The signature grid, the black lines and primary colours, emerged after 1918[7]. He called it Neoplasticism and grounded it in theosophy: he had joined the Dutch[7] Theosophical Society in 1909 and later said he got everything from Blavatsky's Secret Doctrine. The paintings look mathematical. The thinking behind them was mystical.
Despite advocating pure abstraction publicly, he painted flowers throughout the 1920s in private. Watercolour still lifes were his main source of income for years. The representational work was essentially taboo given his stated principles, but rent was due.

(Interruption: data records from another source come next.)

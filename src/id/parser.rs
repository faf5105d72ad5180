//! Trice macro call-site parser
//!
//! Recognizes call sites of the form
//!
//! ```text
//! MACROTYPE( IDWRAPPER( n ), "format string", args... )
//! ```
//!
//! and turns them into typed [`CallSite`] records. A site whose head
//! (`MACROTYPE( IDWRAPPER(`) matches but whose remainder does not is reported
//! as a parse error and skipped. Rewriting replaces only the `IDWRAPPER( n )`
//! span, so the rest of the line keeps its formatting.

use crate::error::TriceError;
use crate::types::{IdRange, IdWrapper, MacroType, StampWidth, TriceFmt, TriceId};
use regex::Regex;
use std::ops::Range;
use std::sync::LazyLock;

const MACRO_NAME: &str = r"\b(?P<mt>(?:TRICE|TRice|Trice|trice)(?:8|16|32|64)?(?:_(?:\d+|S|N))?)";

/// Start of a call site: macro name, `(`, ID wrapper name, `(`
static HEAD_RE: LazyLock<Regex> = LazyLock::new(|| {
    Regex::new(&format!(r"{}\s*\(\s*(?:id|Id|ID|iD)\s*\(", MACRO_NAME))
        .expect("Invalid call-site head regex pattern")
});

/// Full call site up to the closing quote of the format string
static SITE_RE: LazyLock<Regex> = LazyLock::new(|| {
    Regex::new(&format!(
        r#"{}\s*\(\s*(?P<wrap>(?P<wname>id|Id|ID|iD)\s*\(\s*(?P<num>[^()]*?)\s*\))\s*,\s*"(?P<fmt>(?:[^"\\\n]|\\.)*)""#,
        MACRO_NAME
    ))
    .expect("Invalid call-site regex pattern")
});

/// One recognized trice macro invocation
#[derive(Debug, Clone, PartialEq, Eq)]
pub struct CallSite {
    /// Macro type token exactly as written
    pub macro_type: String,
    /// Decoded macro type
    pub info: MacroType,
    /// ID wrapper spelling
    pub wrapper: IdWrapper,
    /// Embedded ID, [`TriceId::SENTINEL`] when unassigned
    pub id: TriceId,
    /// Format string as written between the quotes
    pub format_string: String,
    /// 1-based line of the macro name
    pub line: usize,
    /// Byte span of `IDWRAPPER( n )` in the source text
    pub wrapper_span: Range<usize>,
}

impl CallSite {
    /// The `(macroType, formatString)` identity of this site
    pub fn fmt(&self) -> TriceFmt {
        TriceFmt::new(self.macro_type.clone(), self.format_string.clone())
    }

    /// Stamp width selected by wrapper and casing
    pub fn stamp(&self) -> StampWidth {
        self.wrapper.stamp_width(self.info.case)
    }

    /// Replacement text for the wrapper span carrying `id`
    pub fn wrapper_text(&self, id: TriceId) -> String {
        format!("{}({})", self.wrapper.spelling(), id)
    }
}

/// Result of parsing one source text
#[derive(Debug, Default)]
pub struct ParsedSource {
    /// Recognized call sites in text order
    pub sites: Vec<CallSite>,
    /// Malformed call sites, already skipped
    pub errors: Vec<TriceError>,
}

/// Call-site recognizer bound to an ID range
#[derive(Debug, Clone, Copy)]
pub struct MacroParser {
    range: IdRange,
}

impl MacroParser {
    /// Create a parser accepting embedded IDs inside `range`
    pub fn new(range: IdRange) -> Self {
        Self { range }
    }

    /// Parse all call sites of `text`; `origin` names the file in reports
    pub fn parse(&self, text: &str, origin: &str) -> ParsedSource {
        let lines = LineIndex::new(text);
        let mut parsed = ParsedSource::default();

        for head in HEAD_RE.find_iter(text) {
            let line = lines.line_of(head.start());
            let location = format!("{}:{}", origin, line);

            let caps = match SITE_RE.captures_at(text, head.start()) {
                Some(caps) if caps.get(0).map(|m| m.start()) == Some(head.start()) => caps,
                _ => {
                    parsed.errors.push(TriceError::Parse {
                        location,
                        message: format!("malformed call site `{}`", head.as_str()),
                    });
                    continue;
                }
            };

            let macro_type = caps["mt"].to_string();
            let Some(info) = MacroType::parse(&macro_type) else {
                parsed.errors.push(TriceError::Parse {
                    location,
                    message: format!("unknown macro type `{}`", macro_type),
                });
                continue;
            };
            let Some(wrapper) = IdWrapper::from_spelling(&caps["wname"]) else {
                continue;
            };

            let number = &caps["num"];
            let id = match self.parse_id(number) {
                Ok(id) => id,
                Err(message) => {
                    parsed.errors.push(TriceError::Parse { location, message });
                    continue;
                }
            };

            let Some(wrap) = caps.name("wrap") else {
                continue;
            };
            parsed.sites.push(CallSite {
                macro_type,
                info,
                wrapper,
                id,
                format_string: caps["fmt"].to_string(),
                line,
                wrapper_span: wrap.range(),
            });
        }

        parsed
    }

    fn parse_id(&self, number: &str) -> std::result::Result<TriceId, String> {
        if number.is_empty() || !number.bytes().all(|b| b.is_ascii_digit()) {
            return Err(format!("ID `{}` is not a decimal number", number));
        }
        let value: u32 = number
            .parse()
            .map_err(|_| format!("ID `{}` does not fit 32 bits", number))?;
        let id = TriceId(value);
        if !id.is_sentinel() && !self.range.contains(id) {
            return Err(format!("ID {} outside of {}", id, self.range));
        }
        Ok(id)
    }
}

/// Apply `(span, replacement)` edits to `text`. Spans must not overlap.
pub fn apply_edits(text: &str, edits: &[(Range<usize>, String)]) -> String {
    let mut sorted: Vec<&(Range<usize>, String)> = edits.iter().collect();
    sorted.sort_by_key(|(span, _)| span.start);

    let mut out = String::with_capacity(text.len() + edits.len() * 8);
    let mut cursor = 0;
    for (span, replacement) in sorted {
        out.push_str(&text[cursor..span.start]);
        out.push_str(replacement);
        cursor = span.end;
    }
    out.push_str(&text[cursor..]);
    out
}

/// Byte offset → line number lookup
struct LineIndex {
    starts: Vec<usize>,
}

impl LineIndex {
    fn new(text: &str) -> Self {
        let mut starts = vec![0];
        starts.extend(text.match_indices('\n').map(|(i, _)| i + 1));
        Self { starts }
    }

    fn line_of(&self, offset: usize) -> usize {
        match self.starts.binary_search(&offset) {
            Ok(i) => i + 1,
            Err(i) => i,
        }
    }
}
//! Core data types for trice-rs
//!
//! This module contains the fundamental data structures shared by the ID
//! registry (build-time path) and the decoder (run-time path).
//!
//! # Main Types
//!
//! - [`TriceId`] - Numeric key of a trice format, `0` is the "unassigned" sentinel
//! - [`IdRange`] - Closed range of IDs the registry may allocate from
//! - [`TriceFmt`] - The `(macroType, formatString)` pair persisted per ID
//! - [`MacroType`] - Decoded view of a macro type token (width, arity, casing)
//! - [`IdWrapper`] - The `id`/`Id`/`ID`/`iD` spellings wrapping a call-site ID
//!
//! # Macro Type Tokens
//!
//! A macro type token such as `TRice16_2` encodes three orthogonal facts:
//!
//! - **Casing** (`TRICE`, `trice`, `Trice`, `TRice`) - historically the
//!   timestamp width, preserved verbatim because it is part of identity
//! - **Width** (`8`, `16`, `32`, `64`, or absent for the legacy 32-bit width)
//! - **Arity** (`_<n>` fixes the count, `_S`/`_N` carry one string, absent
//!   means the count follows from the format string)

use serde::{Deserialize, Serialize};
use std::fmt;

/// Numeric key identifying a trice format
#[derive(Debug, Clone, Copy, PartialEq, Eq, PartialOrd, Ord, Hash, Serialize, Deserialize, Default)]
#[serde(transparent)]
pub struct TriceId(pub u32);

impl TriceId {
    /// The reserved "not yet assigned" value written as `Id(0)` in sources
    pub const SENTINEL: TriceId = TriceId(0);

    /// Whether this is the unassigned sentinel
    pub fn is_sentinel(self) -> bool {
        self == Self::SENTINEL
    }

    /// Raw numeric value
    pub fn value(self) -> u32 {
        self.0
    }
}

impl fmt::Display for TriceId {
    fn fmt(&self, f: &mut fmt::Formatter<'_>) -> fmt::Result {
        write!(f, "{}", self.0)
    }
}

impl From<u32> for TriceId {
    fn from(value: u32) -> Self {
        TriceId(value)
    }
}

// ==================== ID Range ====================

/// Closed range `[min, max]` of allocatable IDs
#[derive(Debug, Clone, Copy, PartialEq, Eq, Serialize, Deserialize)]
pub struct IdRange {
    /// Smallest allocatable ID (never 0)
    pub min: u32,
    /// Largest allocatable ID
    pub max: u32,
}

impl IdRange {
    /// 14-bit range used by legacy deployments
    pub const LEGACY: IdRange = IdRange { min: 1, max: 16383 };

    /// Current default range, fits the 16-bit wire ID
    pub const DEFAULT: IdRange = IdRange { min: 1, max: 65535 };

    /// Create a new range
    pub fn new(min: u32, max: u32) -> Self {
        Self { min, max }
    }

    /// Check whether `id` lies inside the range
    pub fn contains(&self, id: TriceId) -> bool {
        self.min <= id.0 && id.0 <= self.max
    }

    /// Number of IDs in the range
    pub fn len(&self) -> usize {
        if self.max < self.min {
            0
        } else {
            (self.max - self.min) as usize + 1
        }
    }

    /// Whether the range holds no IDs
    pub fn is_empty(&self) -> bool {
        self.len() == 0
    }

    /// Reject ranges that could hand out the sentinel or are inverted
    pub fn validate(&self) -> std::result::Result<(), String> {
        if self.min == 0 {
            return Err("ID range must not include the sentinel 0".to_string());
        }
        if self.min > self.max {
            return Err(format!("ID range min {} exceeds max {}", self.min, self.max));
        }
        Ok(())
    }
}

impl Default for IdRange {
    fn default() -> Self {
        Self::DEFAULT
    }
}

impl fmt::Display for IdRange {
    fn fmt(&self, f: &mut fmt::Formatter<'_>) -> fmt::Result {
        write!(f, "[{}, {}]", self.min, self.max)
    }
}

// ==================== Stamp Width ====================

/// Width of the device timestamp carried by a record
#[derive(Debug, Clone, Copy, PartialEq, Eq, Hash, Default)]
pub enum StampWidth {
    /// No timestamp
    #[default]
    None,
    /// 16-bit timestamp
    Bits16,
    /// 32-bit timestamp
    Bits32,
}

impl StampWidth {
    /// Number of stamp bits (0, 16 or 32)
    pub fn bits(self) -> u8 {
        match self {
            StampWidth::None => 0,
            StampWidth::Bits16 => 16,
            StampWidth::Bits32 => 32,
        }
    }

    /// Number of stamp bytes on the wire
    pub fn byte_len(self) -> usize {
        self.bits() as usize / 8
    }

    /// Two-bit code used in the frame flags byte
    pub fn code(self) -> u8 {
        match self {
            StampWidth::None => 0,
            StampWidth::Bits16 => 1,
            StampWidth::Bits32 => 2,
        }
    }

    /// Decode the two-bit flags code
    pub fn from_code(code: u8) -> Option<Self> {
        match code {
            0 => Some(StampWidth::None),
            1 => Some(StampWidth::Bits16),
            2 => Some(StampWidth::Bits32),
            _ => None,
        }
    }
}

// ==================== Macro Casing ====================

/// Casing of the macro name, kept verbatim as part of identity
#[derive(Debug, Clone, Copy, PartialEq, Eq, Hash)]
pub enum MacroCase {
    /// `TRICE...`
    Upper,
    /// `trice...`
    Lower,
    /// `Trice...`
    Capital,
    /// `TRice...`
    DoubleCapital,
}

impl MacroCase {
    /// Recognised macro name spellings
    pub const SPELLINGS: [(&'static str, MacroCase); 4] = [
        ("TRICE", MacroCase::Upper),
        ("TRice", MacroCase::DoubleCapital),
        ("Trice", MacroCase::Capital),
        ("trice", MacroCase::Lower),
    ];

    /// Stamp width implied by the casing when the ID wrapper defers to it
    pub fn implied_stamp(self) -> StampWidth {
        match self {
            MacroCase::Upper | MacroCase::Lower => StampWidth::None,
            MacroCase::Capital => StampWidth::Bits16,
            MacroCase::DoubleCapital => StampWidth::Bits32,
        }
    }
}

// ==================== ID Wrapper ====================

/// How an ID wrapper spelling determines the stamp width
#[derive(Debug, Clone, Copy, PartialEq, Eq)]
pub enum StampSource {
    /// The wrapper itself fixes the width
    Fixed(StampWidth),
    /// The macro casing decides
    FromMacroCase,
}

/// The wrapper around a call-site ID, e.g. `Id(42)`
#[derive(Debug, Clone, Copy, PartialEq, Eq, Hash)]
pub enum IdWrapper {
    /// `id(n)`
    NoStamp,
    /// `Id(n)`
    Stamp16,
    /// `ID(n)`
    Stamp32,
    /// `iD(n)`
    CaseStamp,
}

/// Single lookup table mapping wrapper spelling to stamp behavior
const WRAPPER_TABLE: [(&str, IdWrapper, StampSource); 4] = [
    ("id", IdWrapper::NoStamp, StampSource::Fixed(StampWidth::None)),
    ("Id", IdWrapper::Stamp16, StampSource::Fixed(StampWidth::Bits16)),
    ("ID", IdWrapper::Stamp32, StampSource::Fixed(StampWidth::Bits32)),
    ("iD", IdWrapper::CaseStamp, StampSource::FromMacroCase),
];

impl IdWrapper {
    /// Look up a wrapper by its exact spelling
    pub fn from_spelling(spelling: &str) -> Option<Self> {
        WRAPPER_TABLE
            .iter()
            .find(|(s, _, _)| *s == spelling)
            .map(|(_, w, _)| *w)
    }

    /// Source spelling of this wrapper
    pub fn spelling(self) -> &'static str {
        WRAPPER_TABLE
            .iter()
            .find(|(_, w, _)| *w == self)
            .map(|(s, _, _)| *s)
            .unwrap_or("id")
    }

    /// Stamp rule for this wrapper
    pub fn stamp_source(self) -> StampSource {
        WRAPPER_TABLE
            .iter()
            .find(|(_, w, _)| *w == self)
            .map(|(_, _, src)| *src)
            .unwrap_or(StampSource::Fixed(StampWidth::None))
    }

    /// Resolve the stamp width for a call site using this wrapper
    pub fn stamp_width(self, case: MacroCase) -> StampWidth {
        match self.stamp_source() {
            StampSource::Fixed(width) => width,
            StampSource::FromMacroCase => case.implied_stamp(),
        }
    }
}

// ==================== Macro Type ====================

/// Parameter bit width of a macro type
#[derive(Debug, Clone, Copy, PartialEq, Eq, Hash)]
pub enum ParamWidth {
    Bits8,
    Bits16,
    Bits32,
    Bits64,
}

impl ParamWidth {
    /// Width used by untyped legacy macros such as `TRICE`
    pub const LEGACY: ParamWidth = ParamWidth::Bits32;

    /// Width in bits
    pub fn bits(self) -> u32 {
        match self {
            ParamWidth::Bits8 => 8,
            ParamWidth::Bits16 => 16,
            ParamWidth::Bits32 => 32,
            ParamWidth::Bits64 => 64,
        }
    }

    /// Width in bytes
    pub fn bytes(self) -> usize {
        self.bits() as usize / 8
    }

    fn from_bits(bits: &str) -> Option<Self> {
        match bits {
            "8" => Some(ParamWidth::Bits8),
            "16" => Some(ParamWidth::Bits16),
            "32" => Some(ParamWidth::Bits32),
            "64" => Some(ParamWidth::Bits64),
            _ => None,
        }
    }
}

/// How many parameters a macro carries
#[derive(Debug, Clone, Copy, PartialEq, Eq, Hash)]
pub enum Arity {
    /// Count fixed by a numeric suffix, e.g. `TRICE16_3`
    Fixed(usize),
    /// Count follows from the format string's conversion specifiers
    Inferred,
    /// One length-prefixed string parameter (`_S` / `_N`)
    String,
}

/// Decoded view of a macro type token
#[derive(Debug, Clone, PartialEq, Eq, Hash)]
pub struct MacroType {
    /// Casing of the name
    pub case: MacroCase,
    /// Parameter width
    pub width: ParamWidth,
    /// Whether the width was written explicitly
    pub explicit_width: bool,
    /// Parameter count rule
    pub arity: Arity,
}

impl MacroType {
    /// Parse a macro type token such as `TRICE8_1`, `Trice16`, `TRICE_S`
    pub fn parse(token: &str) -> Option<Self> {
        let (case, rest) = MacroCase::SPELLINGS
            .iter()
            .find_map(|(name, case)| token.strip_prefix(name).map(|rest| (*case, rest)))?;

        let (bits, suffix) = match rest.find('_') {
            Some(pos) => (&rest[..pos], Some(&rest[pos + 1..])),
            None => (rest, None),
        };

        let (width, explicit_width) = if bits.is_empty() {
            (ParamWidth::LEGACY, false)
        } else {
            (ParamWidth::from_bits(bits)?, true)
        };

        let arity = match suffix {
            None => Arity::Inferred,
            Some("S") | Some("N") => Arity::String,
            Some(n) if !n.is_empty() && n.bytes().all(|b| b.is_ascii_digit()) => {
                Arity::Fixed(n.parse().ok()?)
            }
            Some(_) => return None,
        };

        Some(Self {
            case,
            width,
            explicit_width,
            arity,
        })
    }
}

// ==================== Trice Format ====================

/// The persisted `(macroType, formatString)` pair of one ID
#[derive(Debug, Clone, PartialEq, Eq, Hash, PartialOrd, Ord, Serialize, Deserialize)]
pub struct TriceFmt {
    /// Macro type token, casing preserved
    #[serde(rename = "Type")]
    pub macro_type: String,
    /// Format string exactly as written between the quotes in the source
    #[serde(rename = "Strg")]
    pub format_string: String,
}

impl TriceFmt {
    /// Create a new format entry
    pub fn new(macro_type: impl Into<String>, format_string: impl Into<String>) -> Self {
        Self {
            macro_type: macro_type.into(),
            format_string: format_string.into(),
        }
    }

    /// Decode the macro type token
    pub fn macro_info(&self) -> Option<MacroType> {
        MacroType::parse(&self.macro_type)
    }
}

impl fmt::Display for TriceFmt {
    fn fmt(&self, f: &mut fmt::Formatter<'_>) -> fmt::Result {
        write!(f, "{}(\"{}\")", self.macro_type, self.format_string)
    }
}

His studios were artworks in themselves. He painted coloured paper rectangles and pinned them to white walls, constantly rearranging them between painting sessions. In his final Manhattan studio, he built furniture from fruit crates and fashioned a cardboard cover for his radio-phonograph. The walls were white. There was a red-glossed metal stool. Visitors described it as a three-dimensional Mondrian.

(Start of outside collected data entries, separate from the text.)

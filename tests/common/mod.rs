//! Common test utilities and helpers

#![allow(dead_code)] // Test utilities may not all be used in every test file

pub mod builders;
pub mod streams;

use trice_rs::{FormatTable, TriceFmt, TriceId};

/// Format table from `(id, macro type, format string)` triples
pub fn table(entries: &[(u32, &str, &str)]) -> FormatTable {
    entries
        .iter()
        .map(|(id, ty, fmt)| (TriceId(*id), TriceFmt::new(*ty, *fmt)))
        .collect()
}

Broadway Boogie Woogie (1942[7]-43) replaced the black grid lines with pulsing blocks of colour, the rhythm of Manhattan traffic and jazz clubs translated into geometry. Victory Boogie Woogie, begun the same year, was unfinished when he died of pneumonia in February 1944[7]. Nearly 200 artists attended his memorial in New York, among them Chagall and Duchamp.
Timeline
- 1872Born
- 1913Painted "Composition XIV"
- 1916Painted "Composition in line, second state"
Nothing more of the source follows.